Puede ocurrir que no son de tu talla, pero te los pruebas y empiezas a verlos
perfectos. Uno dice que es cuestión de buscar un calcetín más fino, cuestión de
darle grasa por fuera y por dentro, y los más abnegados lo arreglan conteniendo
la respiración. ¿Pero por qué tanto invento? Uno dice que es por la boda, otro
porque no tiene tiempo, y otro que por la desesperación, pero oye, es un color
TAN bonito, es una línea TAN elegante, que qué importa ese pequeño sufrir al
principio. Uno se dice que todo lo nuevo molesta. Así que lo paga, y se lo
lleva.
Luego
uno se pone esos zapatos TAN elegantes, TAN preciosos, TAN rebajados, y se echa
a la calle con ese aire suficiente de ¨nadie está en mis zapatos¨, y va uno por
el mundo, sabiéndolo o sin saber, con ese andar aparentemente distinguido, con
ese gesticular controlado, con esa sonrisa tensa del que está en unos zapatos
TAN de otro pie. Y lo doloroso no es el dolor de los pies, qué va. Lo doloroso
es que uno asume ese dolor como algo necesario, ineludible. Normal. Uno se
dice, entre dientes, hostia, sí que duele, la horma está dura, la costura está
apretada, la suela está rígida. Nada, hay que seguir caminando, a ver si la
horma se ablanda, la costura se relaja y la suela se elastiza.
En
la vida, entre chispacitos de dolor, uno se dice que, caminando, el zapato se
hará al pie, pues para eso es el pie de quien lo ha pagado, ¿no? A ver quién te
convence de que justamente está ocurriendo lo contrario: es el pie, de entrada,
el que se está adaptando al zapato. Y uno tiene esa pereza, uno tiene esa
elegancia para acabar sobreseyendo los fallos propios porque, total, quién va a
echarle cuentas a ese mísero dolor que uno lleva escondido en el zapato. Son
las cosas de lo nuevo, insiste uno mismo, las cosas que conlleva el mantenerse
con la mirada suficiente, el atuendo calculado. Que no hay elegancia sin
sacrificio, se dice uno, y bueno, ¿qué es una simple rozadura? ¿quién ha de
notarla –te dices, ufano– mientras no consiga alterar la rectitud de mi porte?
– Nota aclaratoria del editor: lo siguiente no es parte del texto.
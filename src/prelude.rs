//! Prelude module for convenient imports
//!
//! Re-exports the most commonly used types and functions so callers can pull
//! in the whole pipeline with a single `use blockmeta::prelude::*;`.

// Document tree
pub use crate::doc::DocumentTree;

// Extraction pipeline
pub use crate::extract::{extract_blocks, validate_tags};

// Output model and serialization
pub use crate::metadata::{
    Block, EnumValue, IoDescriptor, MetadataDocument, Parameter, extract_messages,
};

// Error types
pub use crate::error::{DocumentError, ExtractionError};

// Result type alias for convenience
pub type Result<T> = std::result::Result<T, Box<dyn std::error::Error>>;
Bueno, la notas tú mismo la rozadura, claro ¿a quién más si no habría de hacerle
notar su mensaje? Porque la rozadura, si te fijas, no es más que la advertencia
de que no es perfecto el argumentaje que te has montado. No es mucho más. En
esa zona, te está avisando de un roce no deseable: la piel se calienta y te
hace una bolsita de aire. Duele, ¿verdad? Nadie lo ve, te dices, por suerte.
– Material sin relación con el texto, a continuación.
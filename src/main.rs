use std::fs;
use std::path::PathBuf;
use std::process::ExitCode;

use clap::Parser;

use blockmeta::prelude::*;

/// Block metadata generator: reads a generated documentation XML tree and
/// writes the canonical block metadata JSON plus an optional localization
/// message table.
#[derive(Parser, Debug)]
#[command(name = "blockmeta", version, about)]
struct Args {
    /// The generated documentation XML file (structure.xml)
    #[arg(long, value_name = "XML_FILE")]
    input: PathBuf,

    /// The output JSON file containing the metadata for blocks
    #[arg(long, value_name = "JSON_FILE")]
    output: PathBuf,

    /// Optional output file for the message-id to display-string table
    #[arg(long, value_name = "JSON_FILE")]
    messages: Option<PathBuf>,

    /// Version stamp embedded in the metadata document
    #[arg(long, value_name = "VERSION", default_value = env!("CARGO_PKG_VERSION"))]
    metadata_version: String,
}

fn main() -> ExitCode {
    env_logger::Builder::from_env(env_logger::Env::default().default_filter_or("info")).init();

    match run(Args::parse()) {
        Ok(()) => ExitCode::SUCCESS,
        Err(err) => {
            eprintln!("Error: {err}");
            ExitCode::FAILURE
        }
    }
}

fn run(args: Args) -> Result<()> {
    let tree = DocumentTree::from_file(&args.input)?;
    let blocks = extract_blocks(&tree)?;
    if blocks.is_empty() {
        log::warn!("No blocks found in '{}'", args.input.display());
    }

    let document = MetadataDocument::new(args.metadata_version, blocks);

    let mut output = args.output;
    if output.extension().is_none_or(|ext| ext != "json") {
        let mut name = output.file_name().unwrap_or_default().to_os_string();
        name.push(".json");
        output.set_file_name(name);
    }
    fs::write(&output, document.to_canonical_json()?)?;
    println!("Created {}", output.display());

    if let Some(messages_path) = args.messages {
        let messages = extract_messages(&document)?;
        let table = blockmeta::metadata::canonical_json(&serde_json::to_value(&messages)?)?;
        fs::write(&messages_path, table)?;
        println!("Created {}", messages_path.display());
    }
    Ok(())
}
Pero, a cada paso que das, el pie, puntualmente, te va diciendo que aquí, aquí,
aquí, etc, él no puede adaptarse al zapato ¿Lo escuchas?
No.
Lo oyes, pero no lo escuchas. Era tu oportunidad de corregir, tu posibilidad de
volver al sentido común, pero no, tu solución fue correr a casa y descansar de
tu ropa de calle, de tu sonrisa compuesta y jugar a que cada día ya ha pasado
lo peor. Y será el yodo, será el agua con sal el torpe andamiaje que sostendrán
las prórrogas de tu dignidad.
Y
uno duerme, y hasta sueña, hasta la hora que marca el despertador, en que todo
se da nuevamente por comenzado. Así que uno se levanta, y aunque haya dormido
abrazado, en compañía, es en la intimidad de uno mismo que, mascullando
sandeces, decide NUEVAMENTE ponerse otra vez esos zapatos. Duele, joder, y a
nadie deberías echarles las culpas, pero uno tiene ese estilazo de caminar
dolorido, por la mañana temprano, puteando al Bundesbank, a la consistencia de
la burbuja, o maldiciendo los enredos en los que te mete tu prima, que va a
acabar por joderte las reglas del juego democrático.
Uno
sigue adelante, ¿no? Todo será mejor después del cafelito, se dice. Todo será
mejor cuando haya volteado la mañana, se dice. Pero el dolor persiste, tú. Y
una buena mañana ves con claridad que han ido pasando los días, y la rozadura
degeneró en ampolla, y en tu obstinada intimidad, la ampolla opositó a callo. Y
no es más que tu testarudez, que se enquista: invitado por tu dejadez y agasajado
por tu indolencia, el callo es un dolor que se te queda a vivir en el pie. Con
el zapato que lo provocó y con los que te vienen perfectos. Igual que la
ampolla era una señal que te sugería cambiar, el callo es un cambio impuesto.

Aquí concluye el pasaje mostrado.